Real-time recordings of blood pressure and cardiac output at rest. Cardiac power output (CPO) is the product of mean arterial pressure (MAP) multiplied cardiac output and is expressed as watts (W) after multiplication with the conversion factor (2.22 x 10-3). The subjects reserve capacity (cardiac reserve) is calculated by subtracting CPO at rest from CPO at their VO2max.

Figure 2 – Skeletal muscle function.

Work loops progress in a counter-clockwise direction. Hence, positive deflection in position represents an increase in muscle length and ‘negative’ work consumed by the muscle. As the muscle contracts to the shortened position (negative deflection) positive power (work) is produced.

 



Muscle cell biology:

(Georgina M. Ellison, Jatin G. Burniston and David F. Goldspink)

At the cellular level, we employ techniques of immunohistochemistry, morphometry, microscopy and image analysis to investigate the adaptive changes in the number, size, senescence, renewal (Figure 3) and death (Figure 4) of myocytes in samples of cardiac and skeletal muscle. This enables us to explain changes in whole muscle function.


Proteomics:

(Jatin G. Burniston)

Changes measured at the whole-muscle and cellular levels are investigated further using proteomics techniques. Data are integrated across each level, i.e. molecular, cellular, whole organ and organism, in order to determine which of the cellular and molecular adaptations best predict a particular change in function.

The Laboratory is equipped with a range of sophisticated proteomics instrumentation, including:
i) a matrix assisted laser desorption ionisation tandem time of flight (MALDI-ToF/ToF) mass spectrometer (Axima TOF2, Shimadzu Biotech),
ii) integrated high performance liquid chromatography system and AccuSpot robot (Shimadzu Biotech),
iii) Xcise digestion robot (Proteome Systems), and
iv) chemical inkjet printer (ChIP, Shimadzu Biotech).
The Laboratory is also equipped with basic items necessary for sample preparation and houses dedicated computing facilities that support image analysis such as Progenesis 100 % same-spot software (Nonlinear Dynamics) for 2D gels and the in-house Mascot server (Matrix Science) used to search mass spectrometry data against protein and genome databases.

A variety of gel-based and gel-free approaches are used to investigate the muscle proteome. For example, cytosolic proteins are routinely separated using two-dimensional gel electrophoresis (2DE; Figure 5).

 

 


Figure 5 – Separation of cytosolic protein fraction by 2DE.

Proteins are separated according to isoelectric point (from left to right) and molecular weight (from top to bottom) and the gel is stained with colloidal Coomassie.
 

 

Gel images, for instance from sedentary control and exercised-trained muscle, are differentially analysed to determine which protein spots have changed significantly in response to the intervention (Figure 6).

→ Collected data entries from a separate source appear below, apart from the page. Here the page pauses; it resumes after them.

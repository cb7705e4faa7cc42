//! Credential entity model
//!
//! A credential binds an (optional) organisation to a connector and embeds
//! exactly one log source. The gateway works on [`ApiCredential`], the
//! credential row joined with its connector.

use sea_orm::ActiveModelBehavior;
use sea_orm::entity::prelude::*;
use sea_orm::prelude::DateTimeWithTimeZone;
use uuid::Uuid;

use super::api_connector;

#[derive(Clone, Debug, PartialEq, Eq, DeriveEntityModel)]
#[sea_orm(table_name = "api_credentials")]
pub struct Model {
    #[sea_orm(primary_key, auto_increment = false)]
    pub id: Uuid,

    #[sea_orm(unique)]
    pub name: String,

    /// Soft-delete flag; mirrored onto the embedded log source
    pub active: bool,

    /// Owning organisation, if any
    pub tenant_id: Option<Uuid>,

    pub connector_id: Uuid,

    /// Embedded log source (composition)
    pub log_source_id: Uuid,

    pub created_at: DateTimeWithTimeZone,
    pub updated_at: DateTimeWithTimeZone,
}

#[derive(Copy, Clone, Debug, EnumIter, DeriveRelation)]
pub enum Relation {
    #[sea_orm(
        belongs_to = "super::api_connector::Entity",
        from = "Column::ConnectorId",
        to = "super::api_connector::Column::Id"
    )]
    ApiConnector,
    #[sea_orm(
        belongs_to = "super::http_request_log_source::Entity",
        from = "Column::LogSourceId",
        to = "super::http_request_log_source::Column::Id",
        on_delete = "Cascade"
    )]
    HttpRequestLogSource,
}

impl Related<super::api_connector::Entity> for Entity {
    fn to() -> RelationDef {
        Relation::ApiConnector.def()
    }
}

impl Related<super::http_request_log_source::Entity> for Entity {
    fn to() -> RelationDef {
        Relation::HttpRequestLogSource.def()
    }
}

impl ActiveModelBehavior for ActiveModel {}

/// Credential resolved together with its connector.
///
/// This is the unit the request gateway operates on.
#[derive(Clone, Debug, PartialEq, Eq)]
pub struct ApiCredential {
    pub credential: Model,
    pub connector: api_connector::Model,
}

impl ApiCredential {
    pub fn new(credential: Model, connector: api_connector::Model) -> Self {
        Self {
            credential,
            connector,
        }
    }

    /// Override lookup key, derived from the connector
    pub fn code(&self) -> &str {
        &self.connector.code
    }

    pub fn name(&self) -> &str {
        &self.credential.name
    }

    pub fn api_url(&self) -> &str {
        &self.connector.api_url
    }
}
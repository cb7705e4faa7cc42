//! Override hook traits
//!
//! Each extension point of the request pipeline is a small trait. Plain
//! closures implement the synchronous ones, so most integrations register
//! a closure rather than a dedicated type.

use async_trait::async_trait;
use serde_json::Value;

use crate::gateway::{ApiErrorInfo, ApiGateway, ApiRequest, ApiResponse, ConnectionError, StringMap};
use crate::models::api_credential::ApiCredential;

/// Replaces the whole request pipeline for a connector.
#[async_trait]
pub trait ApiRequestHook: Send + Sync {
    async fn api_request(
        &self,
        gateway: &ApiGateway,
        credential: &ApiCredential,
        request: ApiRequest,
    ) -> Result<Option<Value>, ConnectionError>;
}

/// Resolves the absolute URL of a request path.
pub trait ApiUrlHook: Send + Sync {
    fn api_url(&self, credential: &ApiCredential, path: &str) -> String;
}

/// Computes request headers; `renew_token` is set on the retry after a refresh.
#[async_trait]
pub trait ApiHeadersHook: Send + Sync {
    async fn api_headers(&self, credential: &ApiCredential, renew_token: bool) -> StringMap;
}

/// Classifies a response as success or failure.
pub trait ApiSuccessHook: Send + Sync {
    fn is_api_success(&self, credential: &ApiCredential, response: &ApiResponse) -> bool;
}

/// Extracts a diagnostic from a failed response whose body is JSON.
pub trait ParseApiErrorHook: Send + Sync {
    fn parse_api_error(
        &self,
        credential: &ApiCredential,
        response: &ApiResponse,
        body: &Value,
    ) -> ApiErrorInfo;
}

/// Refreshes the credential's access token; `true` when a retry is worthwhile.
#[async_trait]
pub trait RefreshApiTokenHook: Send + Sync {
    async fn refresh_api_token(&self, credential: &ApiCredential) -> bool;
}

impl<F> ApiUrlHook for F
where
    F: Fn(&ApiCredential, &str) -> String + Send + Sync,
{
    fn api_url(&self, credential: &ApiCredential, path: &str) -> String {
        self(credential, path)
    }
}

impl<F> ApiSuccessHook for F
where
    F: Fn(&ApiCredential, &ApiResponse) -> bool + Send + Sync,
{
    fn is_api_success(&self, credential: &ApiCredential, response: &ApiResponse) -> bool {
        self(credential, response)
    }
}

impl<F> ParseApiErrorHook for F
where
    F: Fn(&ApiCredential, &ApiResponse, &Value) -> ApiErrorInfo + Send + Sync,
{
    fn parse_api_error(
        &self,
        credential: &ApiCredential,
        response: &ApiResponse,
        body: &Value,
    ) -> ApiErrorInfo {
        self(credential, response, body)
    }
}

/// Header hook returning a fixed header set
pub struct StaticHeaders(pub StringMap);

#[async_trait]
impl ApiHeadersHook for StaticHeaders {
    async fn api_headers(&self, _credential: &ApiCredential, _renew_token: bool) -> StringMap {
        self.0.clone()
    }
}
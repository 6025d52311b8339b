use crate::source::{source_lines, SourceLine};
use crate::token::{Span, Token, TokenKind};
use crate::LexerError;

/// Flowmark source scanner.
///
/// Tokenizes a single source line, left to right, with the current
/// character as the only lookahead. Runs of digits, letters and string
/// interiors are consumed greedily until the character class changes.
///
/// Follows the usual hand-written scanner layout:
/// - `Vec<char>` source for index-based navigation
/// - Position tracking on every token
/// - First error aborts the scan
pub struct Scanner {
    chars: Vec<char>,
    pos: usize,
    line: usize,
    tokens: Vec<Token>,
}

impl Scanner {
    /// Create a new scanner for one source line.
    pub fn new(line: &SourceLine) -> Self {
        Self {
            chars: line.text.chars().collect(),
            pos: 0,
            line: line.line_number,
            tokens: Vec::new(),
        }
    }

    /// Tokenize a whole document.
    pub fn tokenize(source: &str) -> Result<Vec<Token>, LexerError> {
        Self::tokenize_lines(&source_lines(source))
    }

    /// Tokenize every line in order and concatenate the results.
    pub fn tokenize_lines(lines: &[SourceLine]) -> Result<Vec<Token>, LexerError> {
        let mut tokens = Vec::new();
        for line in lines {
            tokens.extend(Self::tokenize_line(line)?);
        }
        tracing::debug!(lines = lines.len(), tokens = tokens.len(), "tokenized source");
        Ok(tokens)
    }

    /// Tokenize a single line.
    pub fn tokenize_line(line: &SourceLine) -> Result<Vec<Token>, LexerError> {
        let mut scanner = Scanner::new(line);
        scanner.scan_tokens()?;
        Ok(scanner.tokens)
    }

    /// Scan all tokens from the line.
    fn scan_tokens(&mut self) -> Result<(), LexerError> {
        while !self.is_at_end() {
            self.scan_token()?;
        }
        Ok(())
    }

    /// Scan the next token.
    fn scan_token(&mut self) -> Result<(), LexerError> {
        let ch = self.peek();

        match ch {
            '(' => {
                self.emit_single(TokenKind::OpenParen, ch);
                Ok(())
            }
            ')' => {
                self.emit_single(TokenKind::CloseParen, ch);
                self.expect_trailing_whitespace()
            }
            // Commas separate parameters and carry no meaning of their own
            c if is_whitespace(c) || c == ',' => {
                self.advance();
                Ok(())
            }
            '0'..='9' => {
                self.scan_run(TokenKind::NumberLiteral, |c| c.is_ascii_digit());
                Ok(())
            }
            c if c.is_ascii_alphabetic() => {
                self.scan_run(TokenKind::Identifier, |c| c.is_ascii_alphabetic());
                Ok(())
            }
            '"' => self.scan_string(),
            _ => Err(self.unexpected(ch)),
        }
    }

    // --- Scanners ---

    /// After a `)`, only whitespace may follow on the line. Every remaining
    /// character is checked on its own.
    fn expect_trailing_whitespace(&mut self) -> Result<(), LexerError> {
        while !self.is_at_end() {
            let c = self.peek();
            if !is_whitespace(c) {
                return Err(self.unexpected(c));
            }
            self.advance();
        }
        Ok(())
    }

    /// Consume a maximal run of characters matching `accept`.
    fn scan_run(&mut self, kind: TokenKind, accept: impl Fn(char) -> bool) {
        let start = self.pos;

        let mut value = String::new();
        while !self.is_at_end() && accept(self.peek()) {
            value.push(self.peek());
            self.advance();
        }

        let span = Span::new(start, self.pos, self.line, start + 1);
        self.tokens.push(Token::new(kind, value, span));
    }

    /// Scan a string literal. Quotes are dropped and the interior is kept
    /// verbatim; there are no escape sequences.
    fn scan_string(&mut self) -> Result<(), LexerError> {
        let start = self.pos;
        self.advance(); // consume opening quote

        let mut value = String::new();
        while !self.is_at_end() && self.peek() != '"' {
            value.push(self.peek());
            self.advance();
        }

        if self.is_at_end() {
            return Err(LexerError::UnterminatedString {
                line: self.line,
                column: start + 1,
            });
        }

        self.advance(); // consume closing quote

        let span = Span::new(start, self.pos, self.line, start + 1);
        self.tokens
            .push(Token::new(TokenKind::StringLiteral, value, span));
        Ok(())
    }

    // --- Helpers ---

    fn emit_single(&mut self, kind: TokenKind, ch: char) {
        let span = Span::new(self.pos, self.pos + 1, self.line, self.pos + 1);
        self.tokens.push(Token::new(kind, ch.to_string(), span));
        self.advance();
    }

    fn peek(&self) -> char {
        if self.is_at_end() {
            '\0'
        } else {
            self.chars[self.pos]
        }
    }

    fn advance(&mut self) {
        if !self.is_at_end() {
            self.pos += 1;
        }
    }

    fn is_at_end(&self) -> bool {
        self.pos >= self.chars.len()
    }

    fn unexpected(&self, found: char) -> LexerError {
        LexerError::UnexpectedToken {
            found,
            line: self.line,
            column: self.pos + 1,
        }
    }
}

fn is_whitespace(c: char) -> bool {
    matches!(c, ' ' | '\t' | '\n')
}
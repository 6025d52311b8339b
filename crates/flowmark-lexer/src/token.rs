use std::fmt;

/// A position in source text, tracking line and column for error reporting.
///
/// `start` and `end` are char offsets within the token's line.
#[derive(Debug, Clone, Copy, PartialEq, Eq)]
pub struct Span {
    pub start: usize,
    pub end: usize,
    pub line: usize,
    pub column: usize,
}

impl Span {
    pub fn new(start: usize, end: usize, line: usize, column: usize) -> Self {
        Self {
            start,
            end,
            line,
            column,
        }
    }
}

/// Token classification for flowmark source.
#[derive(Debug, Clone, Copy, PartialEq, Eq, Hash)]
pub enum TokenKind {
    /// A run of ASCII digits.
    NumberLiteral,
    /// The text between two `"` delimiters.
    StringLiteral,
    /// A run of ASCII letters.
    Identifier,
    OpenParen,
    CloseParen,
    /// Reserved. The scanner never produces it.
    Quote,
}

impl TokenKind {
    pub fn as_str(self) -> &'static str {
        match self {
            TokenKind::NumberLiteral => "NumberLiteral",
            TokenKind::StringLiteral => "StringLiteral",
            TokenKind::Identifier => "Identifier",
            TokenKind::OpenParen => "OpenParen",
            TokenKind::CloseParen => "CloseParen",
            TokenKind::Quote => "Quote",
        }
    }
}

impl fmt::Display for TokenKind {
    fn fmt(&self, f: &mut fmt::Formatter<'_>) -> fmt::Result {
        f.write_str(self.as_str())
    }
}

/// A token produced by the flowmark lexer.
///
/// `value` is the token text: `(` and `)` for parens, the digits of a number,
/// the letters of an identifier, and the unquoted interior of a string.
#[derive(Debug, Clone, PartialEq, Eq)]
pub struct Token {
    pub kind: TokenKind,
    pub value: String,
    pub span: Span,
}

impl Token {
    pub fn new(kind: TokenKind, value: impl Into<String>, span: Span) -> Self {
        Self {
            kind,
            value: value.into(),
            span,
        }
    }

    /// 1-based line the token was scanned from.
    pub fn line(&self) -> usize {
        self.span.line
    }
}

Figure 6 – Differential analysis of 2DE gel spots.

Magnified image of a narrow section of a 2DE gel from approximately 70 kDa to 50 kDa. Insets show three-dimensional reconstructed images of gel spots from sedentary control and exercise-trained muscles. Arrows point to protein spots that were significantly decreased in exercise-trained muscle and later identified as phosphoglucomutase 1. Nominal mass 61,352, calculated pI value: 6.14. gi|77627971.




To identify the proteins, gel spots are excised (Figure 7) and digested into peptides that can be measured using mass spectrometry. The resultant mass spectra (Figure 8) are used to search databases to reveal the identity of the protein and bioinformatic tools are used to interrogate the findings.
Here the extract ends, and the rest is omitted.